NHKと火曜サスペンスを比べてみても、全然違います。
「NHKは簡潔で、端的。」「火曜サスペンスは説明が多すぎる。」
こんな意見をよく耳にします。

私たちも団体を立ち上げたときから、「音声ガイド」の研究と制作をしています。
はじめは、マニュアルのようなものがあって、簡単に作れるものかな?と思っていたら、大違いでした。
今まで、NHKの副音声作家をはじめ、副音声づくりに取り組んだことのあるいろいろな方に伺いましたが、誰もが同じようにいうのは、「マニュアルなんかない。」ということ。
私たちも、自分達で作りはじめてよくわかりました。
作品ごとに変わるものだし、少しずつコツのようなものを体得していくものだと思います。
説明が主観的に陥らないように、見えない方とコミュニケーションをとりながら、言葉のニュアンスを学習し、一歩一歩体得していく。
何をどのように説明したらいいか?
実際にスクリーンに映し出されている映像を、出来る限りそのとおりイメージしてもらえるように、セリフの合間や場面転換の数秒間に、この音声ガイドを挿入しなくてはならないのですから、簡単な作業ではありません。

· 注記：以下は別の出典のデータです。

async fn mock_identity(server: &mut ServerGuard) {
    let body = json!({
        "authorization_endpoint": format!("{}/identity/connect/authorize", server.url()),
        "token_endpoint": format!("{}/connect/token", server.url()),
    });
    server
        .mock("GET", "/.well-known/openid-configuration")
        .with_status(200)
        .with_header("content-type", "application/json")
        .with_body(body.to_string())
        .create_async()
        .await;
    server
        .mock("GET", "/connections")
        .with_status(200)
        .with_header("content-type", "application/json")
        .with_body(
            json!([{"id": "c1", "tenantId": "tenant-1", "tenantType": "ORGANISATION", "tenantName": "Demo Co"}])
                .to_string(),
        )
        .create_async()
        .await;
}

/// Application state with an initialized adapter pointed at the mock server
async fn create_test_app_state(server: &mut ServerGuard, token: Option<TokenSet>) -> AppState {
    mock_identity(server).await;

    let creds = Credentials::new("client-id", "client-secret", "http://localhost:8000/callback");
    let mut adapter = XeroAdapter::with_options(creds, token, options(server))
        .expect("Failed to create adapter");
    adapter
        .init_client()
        .await
        .expect("Failed to initialize adapter");

    AppState {
        proxy_api_key: API_KEY.to_string(),
        adapter: Arc::new(Mutex::new(adapter)),
        token_store: Arc::new(TokenStore::open_in_memory().expect("Failed to open store")),
    }
}

fn live_token() -> TokenSet {
    let mut token = TokenSet::new("access-1", "refresh-1");
    token.expires_at = Some(Utc::now().timestamp() + 1800);
    token
}

fn build_test_app(state: AppState) -> Router {
    routes::build_app(state)
}

async fn parse_json_body(body: Body) -> Value {
    let bytes = axum::body::to_bytes(body, usize::MAX).await.unwrap();
    serde_json::from_slice(&bytes).unwrap()
}

fn journal_body() -> String {
    json!({
        "narration": "Month end accrual",
        "date": "2024-03-31",
        "journalLines": [
            {"accountCode": "200", "amount": "12.50", "description": "Revenue"},
            {"accountCode": "400", "amount": -12.5, "description": "Expense"}
        ]
    })
    .to_string()
}

// ==================================================================================================
// Health Check Tests
// ==================================================================================================

#[tokio::test]
async fn test_root_endpoint() {
    let mut server = mockito::Server::new_async().await;
    let app = build_test_app(create_test_app_state(&mut server, None).await);

    let response = app
        .oneshot(Request::builder().uri("/").body(Body::empty()).unwrap())
        .await
        .unwrap();

    assert_eq!(response.status(), StatusCode::OK);
    let json = parse_json_body(response.into_body()).await;
    assert_eq!(json["status"], "ok");
    assert!(json["version"].is_string());
}

#[tokio::test]
async fn test_health_endpoint() {
    let mut server = mockito::Server::new_async().await;
    let app = build_test_app(create_test_app_state(&mut server, None).await);

    let response = app
        .oneshot(Request::builder().uri("/health").body(Body::empty()).unwrap())
        .await
        .unwrap();

    assert_eq!(response.status(), StatusCode::OK);
    let json = parse_json_body(response.into_body()).await;
    assert_eq!(json["status"], "healthy");
}

// ==================================================================================================
// OAuth Flow Tests
// ==================================================================================================

#[tokio::test]
async fn test_connect_redirects_to_consent_url() {
    let mut server = mockito::Server::new_async().await;
    let app = build_test_app(create_test_app_state(&mut server, None).await);

    let response = app
        .oneshot(Request::builder().uri("/connect").body(Body::empty()).unwrap())
        .await
        .unwrap();

    assert_eq!(response.status(), StatusCode::SEE_OTHER);
    let location = response.headers()[header::LOCATION].to_str().unwrap();
    assert!(location.starts_with(&format!("{}/identity/connect/authorize?", server.url())));
    assert!(location.contains("response_type=code"));
    assert!(location.contains("offline_access"));
}

#[tokio::test]
async fn test_callback_persists_token() {
    let mut server = mockito::Server::new_async().await;
    let state = create_test_app_state(&mut server, None).await;
    let token_mock = server
        .mock("POST", "/connect/token")
        .match_body(Matcher::UrlEncoded("code".into(), "auth-code".into()))
        .with_status(200)
        .with_header("content-type", "application/json")
        .with_body(r#"{"access_token":"access-cb","refresh_token":"refresh-cb","expires_in":1800}"#)
        .create_async()
        .await;

    let store = state.token_store.clone();
    let app = build_test_app(state);

    let response = app
        .oneshot(
            Request::builder()
                .uri("/callback?code=auth-code&scope=openid")
                .body(Body::empty())
                .unwrap(),
        )
        .await
        .unwrap();

    token_mock.assert_async().await;
    assert_eq!(response.status(), StatusCode::OK);

    let json = parse_json_body(response.into_body()).await;
    assert_eq!(json["status"], "connected");
    assert_eq!(json["tenants"][0]["tenantId"], "tenant-1");

    let stored = store.load().unwrap().expect("token should be persisted");
    assert_eq!(stored.access_token, "access-cb");
    assert_eq!(stored.refresh_token, "refresh-cb");
}

#[tokio::test]
async fn test_callback_with_provider_error() {
    let mut server = mockito::Server::new_async().await;
    let state = create_test_app_state(&mut server, None).await;
    let store = state.token_store.clone();
    let app = build_test_app(state);

    let response = app
        .oneshot(
            Request::builder()
                .uri("/callback?error=access_denied")
                .body(Body::empty())
                .unwrap(),
        )
        .await
        .unwrap();

    assert_eq!(response.status(), StatusCode::BAD_REQUEST);
    let json = parse_json_body(response.into_body()).await;
    assert_eq!(json["error"]["type"], "validation_error");
    assert!(store.load().unwrap().is_none());
}

// ==================================================================================================
// Authentication Tests
// ==================================================================================================

#[tokio::test]
async fn test_accounts_requires_api_key() {
    let mut server = mockito::Server::new_async().await;
    let app = build_test_app(create_test_app_state(&mut server, Some(live_token())).await);

    let response = app
        .oneshot(Request::builder().uri("/accounts").body(Body::empty()).unwrap())
        .await
        .unwrap();

    assert_eq!(response.status(), StatusCode::UNAUTHORIZED);
    let json = parse_json_body(response.into_body()).await;
    assert_eq!(json["error"]["type"], "auth_error");
}

// ==================================================================================================
// Journal Tests
// ==================================================================================================

#[tokio::test]
async fn test_create_journal_success() {
    let mut server = mockito::Server::new_async().await;
    let state = create_test_app_state(&mut server, Some(live_token())).await;
    let journals = server
        .mock("PUT", "/api.xro/2.0/ManualJournals")
        .match_header("xero-tenant-id", "tenant-1")
        .match_body(Matcher::PartialJson(json!({
            "ManualJournals": [{
                "Status": "DRAFT",
                "JournalLines": [{"LineAmount": 12.5}, {"LineAmount": -12.5}]
            }]
        })))
        .with_status(200)
        .with_header("content-type", "application/json")
        .with_body(r#"{"ManualJournals":[{"ManualJournalID":"mj-1"}]}"#)
        .create_async()
        .await;

    let app = build_test_app(state);
    let response = app
        .oneshot(
            Request::builder()
                .method("POST")
                .uri("/journals")
                .header("content-type", "application/json")
                .header("x-api-key", API_KEY)
                .body(Body::from(journal_body()))
                .unwrap(),
        )
        .await
        .unwrap();

    journals.assert_async().await;
    assert_eq!(response.status(), StatusCode::OK);
    let json = parse_json_body(response.into_body()).await;
    assert_eq!(
        json,
        json!({"statusCode": 200, "message": "Successfully created journal."})
    );
}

以下に私の体得した音声ガイド制作の知識を紹介します。

---------------------
●映画本編の音声ガイド
場面転換やセリフの間に、挿入する場面の状況解説です。

< 必要事項 >(解説の重要度の高い順から)

  1. 時 (重要な時の移り変わりや、物語に時が絡み、理解を助ける場合。)
  2. 場所(場面転換で。広さの大きい順に。例:学校。廊下。)
    • 例)春。山道。
        夕暮れ時。学校の教室。
        昼下がり。公園のベンチ。
        *場所を表す時には、広い場所が先。
    • 例)学校。廊下。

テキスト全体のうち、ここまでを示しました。